[Saved data entries]

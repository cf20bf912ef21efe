//! DFG construction.
//!
//! Three phases over the finished CFG:
//!
//! 1. **Materialization**: one DFG node per reachable CFG node. Each CFG
//!    node is discovered along exactly one edge (`next` for basic blocks
//!    and loop joins, `then_branch` for `if`, `body` for `while`), so the
//!    walk is linear and never revisits.
//! 2. **Forward edges**: explicit successor sets (two for `if`/`while`,
//!    one for everything else; the loop join's single successor is the
//!    loop head it back-references).
//! 3. **Backward edges**: transpose of the forward edges. The traversal
//!    checks, before following an edge, whether the reverse edge is
//!    already recorded; a loop back edge is recognized that way on its
//!    second encounter and not re-traversed.

use tracing::debug;

use crate::cfg::{Cfg, CfgNodeId, CfgNodeKind};
use crate::dfg::types::{Dfg, DfgNodeId};
use crate::error::{DeadwoodError, Result};

/// Derive the data-flow graph for a CFG.
pub fn build_dfg(cfg: &Cfg<'_>) -> Result<Dfg> {
    let mut dfg = Dfg::default();
    materialize(cfg, &mut dfg);
    forward_link(cfg, &mut dfg)?;
    let entry = dfg.node_for_cfg(cfg.entry)?;
    backward_link(&mut dfg, entry, None);
    debug!(nodes = dfg.len(), "built DFG");
    Ok(dfg)
}

fn materialize(cfg: &Cfg<'_>, dfg: &mut Dfg) {
    let mut cursor = Some(cfg.entry);
    while let Some(id) = cursor {
        dfg.push_node(id);
        let node = cfg.node(id);
        cursor = match &node.kind {
            CfgNodeKind::Basic(_) | CfgNodeKind::LoopJoin(_) => node.next,
            CfgNodeKind::If(n) => Some(n.then_branch),
            CfgNodeKind::While(n) => Some(n.body),
            CfgNodeKind::Exit => None,
        };
    }
}

fn forward_link(cfg: &Cfg<'_>, dfg: &mut Dfg) -> Result<()> {
    let mut cursor = Some(cfg.entry);
    while let Some(id) = cursor {
        let node = cfg.node(id);
        let from = dfg.node_for_cfg(id)?;
        cursor = match &node.kind {
            CfgNodeKind::Basic(_) => {
                let next = chain_next(cfg, id)?;
                let to = dfg.node_for_cfg(next)?;
                dfg.add_out_edge(from, to);
                Some(next)
            }
            CfgNodeKind::If(n) => {
                let branch = dfg.node_for_cfg(n.then_branch)?;
                dfg.add_out_edge(from, branch);
                let next = chain_next(cfg, id)?;
                let fallthrough = dfg.node_for_cfg(next)?;
                dfg.add_out_edge(from, fallthrough);
                Some(n.then_branch)
            }
            CfgNodeKind::While(n) => {
                let body = dfg.node_for_cfg(n.body)?;
                dfg.add_out_edge(from, body);
                let next = chain_next(cfg, id)?;
                let fallthrough = dfg.node_for_cfg(next)?;
                dfg.add_out_edge(from, fallthrough);
                Some(n.body)
            }
            CfgNodeKind::LoopJoin(join) => {
                // the join's only successor is the loop head; the
                // post-loop continuation is the head's own `next`
                let header = join.header.ok_or_else(|| {
                    DeadwoodError::internal(
                        "dfg-link",
                        format!("loop join {id} has an unresolved loop header"),
                    )
                })?;
                let head = dfg.node_for_cfg(header)?;
                dfg.add_out_edge(from, head);
                Some(chain_next(cfg, id)?)
            }
            CfgNodeKind::Exit => None,
        };
    }
    Ok(())
}

fn chain_next(cfg: &Cfg<'_>, id: CfgNodeId) -> Result<CfgNodeId> {
    cfg.node(id).next.ok_or_else(|| {
        DeadwoodError::internal(
            "dfg-link",
            format!("{} node {id} has no successor", cfg.node(id).kind.label()),
        )
    })
}

/// Record `prev` as a predecessor of `node`, then follow forward edges
/// depth-first. An edge whose transpose already exists has been traversed
/// before and is skipped, which terminates loop cycles.
fn backward_link(dfg: &mut Dfg, node: DfgNodeId, prev: Option<DfgNodeId>) {
    if let Some(pred) = prev {
        dfg.add_in_edge(node, pred);
    }
    let outs = dfg.node(node).out_nodes.clone();
    for out in outs {
        if dfg.node(out).in_nodes.contains(&node) {
            continue;
        }
        backward_link(dfg, out, Some(node));
    }
}

#[cfg(test)]
mod tests {
    use super::*;
    use crate::ast::Program;
    use crate::cfg::{build_cfg, CfgNodeKind};
    use crate::parse::parse_program;

    fn parse(source: &str) -> Program {
        parse_program(source).unwrap()
    }

    fn assert_edge_symmetry(dfg: &Dfg) {
        for node in dfg.nodes() {
            for &out in &node.out_nodes {
                assert!(
                    dfg.node(out).in_nodes.contains(&node.id),
                    "missing transpose of {} -> {}",
                    node.id,
                    out
                );
            }
            for &pred in &node.in_nodes {
                assert!(
                    dfg.node(pred).out_nodes.contains(&node.id),
                    "in edge {} -> {} has no forward edge",
                    pred,
                    node.id
                );
            }
        }
    }

    #[test]
    fn one_dfg_node_per_cfg_node() {
        let program = parse("a = 1\nif a > 2\n  b = 2\nend\nwhile a < 9\n  a = a + 1\nend\n");
        let cfg = build_cfg(&program);
        let dfg = build_dfg(&cfg).unwrap();
        assert_eq!(dfg.len(), cfg.node_count());
        for node in cfg.nodes() {
            assert!(dfg.node_for_cfg(node.id).is_ok());
        }
    }

    #[test]
    fn straight_line_edges() {
        let program = parse("a = 1\nb = a\n");
        let cfg = build_cfg(&program);
        let dfg = build_dfg(&cfg).unwrap();

        let block = dfg.node(dfg.node_for_cfg(cfg.entry).unwrap());
        let exit = dfg.node(dfg.node_for_cfg(cfg.exit).unwrap());
        assert_eq!(block.out_nodes, vec![exit.id]);
        assert_eq!(exit.in_nodes, vec![block.id]);
        assert!(exit.out_nodes.is_empty());
        assert_edge_symmetry(&dfg);
    }

    #[test]
    fn if_has_branch_and_fallthrough() {
        let program = parse("a = 1\nif a > 2\n  b = 2\nend\nc = 3\n");
        let cfg = build_cfg(&program);
        let dfg = build_dfg(&cfg).unwrap();

        let if_cfg = cfg
            .nodes()
            .find(|n| matches!(n.kind, CfgNodeKind::If(_)))
            .unwrap();
        let if_dfg = dfg.node(dfg.node_for_cfg(if_cfg.id).unwrap());
        assert_eq!(if_dfg.out_nodes.len(), 2);

        let CfgNodeKind::If(branch) = &if_cfg.kind else {
            unreachable!();
        };
        let branch_dfg = dfg.node_for_cfg(branch.then_branch).unwrap();
        let fallthrough_dfg = dfg.node_for_cfg(if_cfg.next.unwrap()).unwrap();
        assert_eq!(if_dfg.out_nodes, vec![branch_dfg, fallthrough_dfg]);

        // the merge point has two predecessors: the if and the branch tail
        assert_eq!(dfg.node(fallthrough_dfg).in_nodes.len(), 2);
        assert_edge_symmetry(&dfg);
    }

    #[test]
    fn loop_forms_a_cycle_through_the_join() {
        let program = parse("a = 1\nwhile a < 9\n  a = a + 1\nend\nb = a\n");
        let cfg = build_cfg(&program);
        let dfg = build_dfg(&cfg).unwrap();

        let head_cfg = cfg
            .nodes()
            .find(|n| matches!(n.kind, CfgNodeKind::While(_)))
            .unwrap();
        let CfgNodeKind::While(loop_node) = &head_cfg.kind else {
            unreachable!();
        };

        let head = dfg.node(dfg.node_for_cfg(head_cfg.id).unwrap());
        let body = dfg.node_for_cfg(loop_node.body).unwrap();
        let after = dfg.node_for_cfg(head_cfg.next.unwrap()).unwrap();
        assert_eq!(head.out_nodes, vec![body, after]);

        let join_cfg = cfg
            .nodes()
            .find(|n| matches!(n.kind, CfgNodeKind::LoopJoin(_)))
            .unwrap();
        let join = dfg.node(dfg.node_for_cfg(join_cfg.id).unwrap());
        assert_eq!(join.out_nodes, vec![head.id]);
        assert!(head.in_nodes.contains(&join.id));

        assert_edge_symmetry(&dfg);
    }

    #[test]
    fn empty_loop_body_makes_a_two_node_cycle() {
        let program = parse("while a < 9\nend\n");
        let cfg = build_cfg(&program);
        let dfg = build_dfg(&cfg).unwrap();

        let head = dfg.node(dfg.node_for_cfg(cfg.entry).unwrap());
        let join_cfg = cfg
            .nodes()
            .find(|n| matches!(n.kind, CfgNodeKind::LoopJoin(_)))
            .unwrap();
        let join = dfg.node(dfg.node_for_cfg(join_cfg.id).unwrap());

        assert!(head.out_nodes.contains(&join.id));
        assert_eq!(join.out_nodes, vec![head.id]);
        assert_edge_symmetry(&dfg);
    }

    #[test]
    fn nested_structures_stay_symmetric() {
        let program = parse(
            "a = 1\nwhile a < 9\n  if a > 4\n    b = a\n  end\n  while b > 0\n    b = b - 1\n  end\n  a = a + 1\nend\nc = a\n",
        );
        let cfg = build_cfg(&program);
        let dfg = build_dfg(&cfg).unwrap();
        assert_eq!(dfg.len(), cfg.node_count());
        assert_edge_symmetry(&dfg);
    }
}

→ **Task statement**:
Copy, exactly and with nothing added, the lines from the one containing "a + 1\nend\nc" through the end of the records.

→ **Exercise output**:
            "a = 1\nwhile a < 9\n  if a > 4\n    b = a\n  end\n  while b > 0\n    b = b - 1\n  end\n  a = a + 1\nend\nc = a\n",
        );
        let cfg = build_cfg(&program);
        let dfg = build_dfg(&cfg).unwrap();
        assert_eq!(dfg.len(), cfg.node_count());
        assert_edge_symmetry(&dfg);
    }
}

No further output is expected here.